Dunque “dal diamante non nasce niente dal letame nascono i fior”, come
scriveva, nella straordinaria canzone Via
del campo, il poeta cantautore Fabrizio
de Andrè. Tale verso sembra
evidenziare lo stesso concetto espresso da Bernal e, anche se entrambe le
espressioni sono riferite a temi diversi, ci sembrano utili per sottolineare
che le contaminazioni musicali e più in generale quelle artistiche
rappresentano un significativo indicatore socio-culturale in una società sempre
più meticcia. Una società che i
cantautori raccontano da sempre con ironia, provocazione, trasgressione,
capovolgendo le categorie preesistenti, proponendo dubbi e spunti di riflessione
ed esprimendo il disagio di chi sente l’esigenza di riconoscersi, anche solo
per una stagione, nel cantapopautore
di passaggio, attraverso una canzone usa e getta, in un sistema in cui tutto è
così veloce e dove la motivazione ideale, forse anche un po’ ingenua, che
spingeva i giovani degli anni Settanta a ritenere il cantautore un
nuovo profeta, si consuma inevitabilmente molto più in fretta.

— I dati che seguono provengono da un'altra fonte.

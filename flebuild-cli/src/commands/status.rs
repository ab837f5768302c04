//! Implementation of the `status` subcommand.
//!
//! Prints one line per logbook and exits 1 when anything would be converted,
//! so scripts can ask "is out/ current?" without running the converter.

use crate::cli::GlobalArgs;
use crate::config::resolve_config;
use crate::error::CliResult;

use flebuild_core::error::EXIT_CONVERSION_FAILED;
use flebuild_core::{BuildPlan, Freshness, plan};

use console::style;
use std::path::Path;

pub fn run_status(global: &GlobalArgs, working_dir: &Path) -> CliResult<i32> {
    let config = resolve_config(global, None, working_dir)?;
    let build_plan = plan(&config)?;

    for line in render_status(&build_plan) {
        println!("{line}");
    }

    if build_plan.pending().is_empty() {
        Ok(0)
    } else {
        Ok(EXIT_CONVERSION_FAILED)
    }
}

/// One line per job: `<state>  <source> -> <target>`.
pub fn render_status(build_plan: &BuildPlan) -> Vec<String> {
    build_plan
        .jobs
        .iter()
        .map(|job| {
            let state = format!("{:<10}", job.freshness.as_str());
            let state = match job.freshness {
                Freshness::UpToDate => style(state).green(),
                Freshness::Stale => style(state).yellow(),
                Freshness::Missing => style(state).red(),
            };
            format!(
                "{} {} -> {}",
                state,
                job.source.display(),
                job.target.display()
            )
        })
        .collect()
}
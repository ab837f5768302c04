//! Configuration structures and constants for the flebuild-core library.
//!
//! The source directory, output directory and converter are explicit
//! configuration rather than ambient working-directory state. `BuildConfig`
//! is created by consumers (like flebuild-cli) and passed to the driver.

mod builder;
mod file;

use std::path::{Component, Path, PathBuf};

use crate::error::{CoreError, CoreResult};

pub use builder::BuildConfigBuilder;
pub use file::{ConfigFile, DEFAULT_CONFIG_FILE_NAME};

// Default constants

/// Default directory scanned for logbook sources.
pub const DEFAULT_SOURCE_DIR: &str = "src";

/// Default directory that receives converted files.
pub const DEFAULT_OUTPUT_DIR: &str = "out";

/// Default converter executable, looked up on the execution path.
pub const DEFAULT_CONVERTER: &str = "FLEcli";

/// Extension of logbook source files (without the dot).
pub const SOURCE_EXTENSION: &str = "fle";

/// Extension of converted ADIF files (without the dot).
pub const TARGET_EXTENSION: &str = "adi";

/// Converter subcommand that produces ADIF output.
pub const CONVERTER_SUBCOMMAND: &str = "adif";

/// Default number of concurrent conversions: one per logical CPU.
pub fn default_jobs() -> usize {
    num_cpus::get().max(1)
}

/// Main configuration structure for the conversion driver.
///
/// All fields have defaults matching the conventional `src/` and `out/`
/// layout, so a default config converts `src/*.fle` into `out/*.adi`.
///
/// # Examples
///
/// ```rust
/// use flebuild_core::config::BuildConfigBuilder;
///
/// let config = BuildConfigBuilder::new()
///     .source_dir("logs")
///     .output_dir("adif")
///     .jobs(2)
///     .build()
///     .unwrap();
/// assert_eq!(config.jobs, 2);
/// ```
#[derive(Debug, Clone, PartialEq, Eq)]
pub struct BuildConfig {
    /// Directory scanned (non-recursively) for `.fle` sources
    pub source_dir: PathBuf,

    /// Directory where `.adi` outputs are written; created on demand
    pub output_dir: PathBuf,

    /// Converter executable name or path
    pub converter: String,

    /// Maximum number of concurrent converter processes
    pub jobs: usize,

    /// Convert every source even when its output is up to date
    pub force: bool,

    /// Stop starting new conversions after the first failure
    pub fail_fast: bool,
}

impl Default for BuildConfig {
    fn default() -> Self {
        Self {
            source_dir: PathBuf::from(DEFAULT_SOURCE_DIR),
            output_dir: PathBuf::from(DEFAULT_OUTPUT_DIR),
            converter: DEFAULT_CONVERTER.to_string(),
            jobs: default_jobs(),
            force: false,
            fail_fast: false,
        }
    }
}

impl BuildConfig {
    /// Creates config with the given directories. Other fields use defaults.
    pub fn new(source_dir: PathBuf, output_dir: PathBuf) -> Self {
        Self {
            source_dir,
            output_dir,
            ..Default::default()
        }
    }

    /// Validates worker count, converter name and directory layout.
    pub fn validate(&self) -> CoreResult<()> {
        if self.jobs == 0 {
            return Err(CoreError::Config("jobs must be at least 1".to_string()));
        }

        if self.converter.trim().is_empty() {
            return Err(CoreError::Config(
                "converter must not be empty".to_string(),
            ));
        }

        if self.output_dir.as_os_str().is_empty() {
            return Err(CoreError::Config(
                "output_dir must not be empty".to_string(),
            ));
        }

        // `clean` removes the output directory wholesale, so it must never be
        // the source directory or one of its ancestors.
        let source = resolve_dir(&self.source_dir);
        let output = resolve_dir(&self.output_dir);
        if source == output {
            return Err(CoreError::Config(format!(
                "source_dir and output_dir must differ, both are '{}'",
                output.display()
            )));
        }
        if source.starts_with(&output) {
            return Err(CoreError::Config(format!(
                "output_dir '{}' must not contain source_dir '{}'",
                self.output_dir.display(),
                self.source_dir.display()
            )));
        }

        Ok(())
    }
}

/// Absolute, normalized form of a directory for comparison.
///
/// `.` and `..` are resolved lexically, then the deepest existing ancestor is
/// canonicalized so symlinks and not-yet-created directories compare alike.
pub(crate) fn resolve_dir(path: &Path) -> PathBuf {
    let absolute = if path.is_absolute() {
        path.to_path_buf()
    } else {
        match std::env::current_dir() {
            Ok(cwd) => cwd.join(path),
            Err(_) => path.to_path_buf(),
        }
    };

    let mut normalized = PathBuf::new();
    for component in absolute.components() {
        match component {
            Component::CurDir => {}
            Component::ParentDir => {
                normalized.pop();
            }
            other => normalized.push(other.as_os_str()),
        }
    }

    for ancestor in normalized.ancestors() {
        if let Ok(canonical) = ancestor.canonicalize() {
            return match normalized.strip_prefix(ancestor) {
                Ok(rest) if !rest.as_os_str().is_empty() => canonical.join(rest),
                _ => canonical,
            };
        }
    }
    normalized
}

Un nuovo profeta quasi come
quello disegnato dai versi ironici di “Cantautore”, una celebre canzone di
Edoardo Bennato, tra i primi artisti che hanno in
mondo significativo rivoluzionato la canzone italiana:
“tu sei saggio / tu porti la verità / tu non sei un comune mortale / a
te non è concesso barare / tu sei un a a cantautore” (4).